Consider the following unbalanced equation. How many Liters of bromine are needed to produce 12 moles of Aluminum bromide? The density of bromine is 3.1 g/mL.

Al (s) + Br2 (l)= AlBr3 (s)

Answer 1

`V=929mL`

Step-by-step explanation:

Hello,

In this case, the balanced chemical reaction is:

`2Al (s) + 3Br_2 (l)\rightarrow 2AlBr_3 (s)`

In such a way, we use the 2:3 molar ratio between aluminum bromide and bromine and its atomic mass which is 160 g/mol to find the grams of bromine that are produced:

`m_(Br_2)=12molAlBr_3*(3molBr_2)/(2molAlBr_3) *(160gBr_2)/(1molBr_2) =2880gBr_2`

Then we compute the volume:

`V=(m)/(\rho)=(2880gBr_2)/(3.1g/mL)\\ \\V=929mL`

Regards.

Answer 2

0.92787 liters of bromine are needed to produce 12 moles of aluminum bromide.

Step-by-step explanation:

You have the following balanced equation:

2 Al (s) + 3 Br₂ (l) ⇒ 2 AlBr₃ (s)

First of all, the following rule of three should be applied to know the amount of moles of bromine needed: if 2 moles of aluminum bromide are produced by stoichiometry (that is, the relationship between the amount of reagents and products in a chemical reaction) for 3 mole of bromine, 12 moles of aluminum bromide with how many moles of bromine are produced?

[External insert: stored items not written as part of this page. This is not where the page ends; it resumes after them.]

//! Secure password storage for one record attribute.

use std::fmt;

use crate::digest::Digest;
use crate::error::Error;
use crate::policy::HashingPolicy;
use crate::secret::Secret;
use crate::validation::{ValidationErrorKind, ValidationErrors};

/// A password-like attribute stored as a salted Argon2id digest.
///
/// The field keeps three values apart:
///
/// - the plaintext, held in memory only between assignment and persistence
/// - the confirmation, used only to check the plaintext was typed twice
/// - the digest, the single value the owning record persists (in the
///   `<attribute>_digest` column)
///
/// A record owns one `CredentialField` per credential attribute. Fields never
/// share state, so `password` and `recovery_password` on the same record are
/// fully independent.
///
/// # Examples
///
/// ```
/// use secure_fields::{CredentialField, HashingPolicy};
///
/// let policy = HashingPolicy::minimum().unwrap();
/// let mut password = CredentialField::new("password", policy);
///
/// password.set_plaintext(Some("mUc3m00RsqyRe")).unwrap();
/// password.set_confirmation(Some("mUc3m00RsqyRe"));
///
/// assert!(password.validate().is_empty());
/// assert!(password.verify("mUc3m00RsqyRe").unwrap());
/// assert!(!password.verify("notright").unwrap());
/// ```
pub struct CredentialField {
    attribute: String,
    policy: HashingPolicy,
    validations: bool,
    plaintext: Option<Secret<String>>,
    confirmation: Option<Secret<String>>,
    digest: Option<Digest>,
}

impl CredentialField {
    /// Creates an empty field for `attribute` with validations enabled.
    pub fn new(attribute: impl Into<String>, policy: HashingPolicy) -> Self {
        Self {
            attribute: attribute.into(),
            policy,
            validations: true,
            plaintext: None,
            confirmation: None,
            digest: None,
        }
    }

    /// Disables [`validate`](Self::validate) for this field.
    #[must_use]
    pub fn without_validations(mut self) -> Self {
        self.validations = false;
        self
    }

    /// Returns the attribute name, e.g. `"password"`.
    pub fn attribute(&self) -> &str {
        &self.attribute
    }

    /// Returns the storage column that holds the digest.
    pub fn digest_column(&self) -> String {
        format!("{}_digest", self.attribute)
    }

    /// Returns the attribute confirmation errors are reported on.
    pub fn confirmation_attribute(&self) -> String {
        format!("{}_confirmation", self.attribute)
    }

    /// Returns `true` if [`validate`](Self::validate) checks this field.
    pub fn validations_enabled(&self) -> bool {
        self.validations
    }

    /// Returns the policy new digests are produced with.
    pub fn policy(&self) -> &HashingPolicy {
        &self.policy
    }

    /// Returns the current digest, if any.
    pub fn digest(&self) -> Option<&Digest> {
        self.digest.as_ref()
    }

    /// Restores a digest read from storage, unchanged.
    ///
    /// A blank stored value means no password. Transient plaintext and
    /// confirmation are dropped; they belong to an assignment that has not
    /// been persisted.
    pub fn load_digest(&mut self, encoded: Option<String>) {
        self.digest = encoded
            .filter(|e| !e.trim().is_empty())
            .map(Digest::new);
        self.plaintext = None;
        self.confirmation = None;
    }

    /// Returns the transient plaintext from the last assignment.
    pub fn plaintext(&self) -> Option<&Secret<String>> {
        self.plaintext.as_ref()
    }

    /// Assigns a new password.
    ///
    /// - `None` clears the digest: the record has no password.
    /// - `Some("")` changes nothing. This is how an edit form that leaves the
    ///   password box empty keeps the current password.
    /// - Any other value is kept as transient plaintext and hashed
    ///   immediately, replacing the digest.
    ///
    /// # Errors
    ///
    /// Returns [`Error::Hashing`] if a digest cannot be computed. The field
    /// is left as it was.
    pub fn set_plaintext(&mut self, value: Option<&str>) -> Result<(), Error> {
        match value {
            None => {
                tracing::debug!(attribute = %self.attribute, "credential cleared");
                self.plaintext = None;
                self.digest = None;
            }
            Some("") => {}
            Some(plaintext) => {
                let digest = self.policy.hash(plaintext)?;
                tracing::debug!(
                    attribute = %self.attribute,
                    cost = ?self.policy.cost(),
                    "credential digest updated"
                );
                self.plaintext = Some(Secret::new(plaintext.to_string()));
                self.digest = Some(digest);
            }
        }
        Ok(())
    }

    /// Stores the confirmation value. The digest is not touched.
    pub fn set_confirmation(&mut self, value: Option<&str>) {
        self.confirmation = value.map(|v| Secret::new(v.to_string()));
    }

    /// Checks the field and returns any field-attributed errors.
    ///
    /// - [`Blank`](ValidationErrorKind::Blank) when there is no digest.
    /// - [`ConfirmationMismatch`](ValidationErrorKind::ConfirmationMismatch),
    ///   reported on `<attribute>_confirmation`, when a password was
    ///   assigned in this cycle and a supplied confirmation differs from it.
    ///
    /// Without a newly assigned password there is nothing to confirm, so an
    /// edit form that leaves the password empty validates whatever the
    /// confirmation box holds. A blank confirmation (`None`, empty, or
    /// whitespace) is treated as "not supplied" and skips the mismatch check.
    /// This is intentional: confirmation is a typing aid, not an
    /// authentication boundary, and forms without a confirmation box must
    /// still validate.
    ///
    /// Returns no errors at all when validations are disabled.
    pub fn validate(&self) -> ValidationErrors {
        let mut errors = ValidationErrors::new();
        if !self.validations {
            return errors;
        }

        if self.digest.is_none() {
            errors.add(self.attribute.as_str(), ValidationErrorKind::Blank);
        }

        if let (Some(plaintext), Some(confirmation)) = (&self.plaintext, &self.confirmation) {
            let confirmation = confirmation.expose_secret();
            if !confirmation.trim().is_empty() && plaintext.expose_secret() != confirmation {
                errors.add(
                    self.confirmation_attribute(),
                    ValidationErrorKind::ConfirmationMismatch,
                );
            }
        }

        errors
    }

    /// Checks `candidate` against the stored digest.
    ///
    /// Returns `Ok(false)` for a wrong password and when there is no digest.
    ///
    /// # Errors
    ///
    /// Returns [`Error::CorruptDigest`] if the stored digest is malformed.
    pub fn verify(&self, candidate: &str) -> Result<bool, Error> {
        match &self.digest {
            Some(digest) => self.policy.verify(&self.attribute, digest, candidate),
            None => Ok(false),
        }
    }

    /// Returns `Some(owner)` if `candidate` matches, `None` otherwise.
    ///
    /// # Errors
    ///
    /// Returns [`Error::CorruptDigest`] if the stored digest is malformed.
    pub fn authenticate<'r, R: ?Sized>(
        &self,
        owner: &'r R,
        candidate: &str,
    ) -> Result<Option<&'r R>, Error> {
        Ok(self.verify(candidate)?.then_some(owner))
    }

    /// Returns `true` if the stored digest was made with a different cost
    /// than the field's policy. Hosts can rehash after a successful login.
    ///
    /// # Errors
    ///
    /// Returns [`Error::CorruptDigest`] if the stored digest is malformed.
    pub fn needs_rehash(&self) -> Result<bool, Error> {
        match &self.digest {
            Some(digest) => self.policy.needs_rehash(&self.attribute, digest),
            None => Ok(false),
        }
    }

    /// Ends the assignment cycle after the owning record was saved.
    ///
    /// Drops plaintext and confirmation; the digest stays.
    pub fn persisted(&mut self) {
        self.plaintext = None;
        self.confirmation = None;
    }
}

impl fmt::Debug for CredentialField {
    fn fmt(&self, f: &mut fmt::Formatter<'_>) -> fmt::Result {
        f.debug_struct("CredentialField")
            .field("attribute", &self.attribute)
            .field("validations", &self.validations)
            .field("plaintext", &self.plaintext)
            .field("confirmation", &self.confirmation)
            .field("digest", &self.digest)
            .finish()
    }
}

`moles of bromine=(12 moles of aluminum bromide*3 mole of bromine)/(2 mole of aluminum bromide)`

moles of bromine= 18

Being the molar mass of the bromine Br₂ 159.8 g/mol then the mass of 18 moles of Br₂ is:

18 moles* 159.8 g/mol= 2,876.4 grams

Density is a property that indicates the amount of mass per unit volume. Then the following rule of three applies: if by the definition of density 3.1 grams of bromine are present in 1 mL, 2,876.4 grams of bromine are present in how much volume is it?

`volume=(2,876.4 grams*1mL)/(3.1 grams)`

volume= 927.87 mL

Being 1,000 mL= 1 L, then 927.87 mL= 0.92787 L

0.92787 liters of bromine are needed to produce 12 moles of aluminum bromide.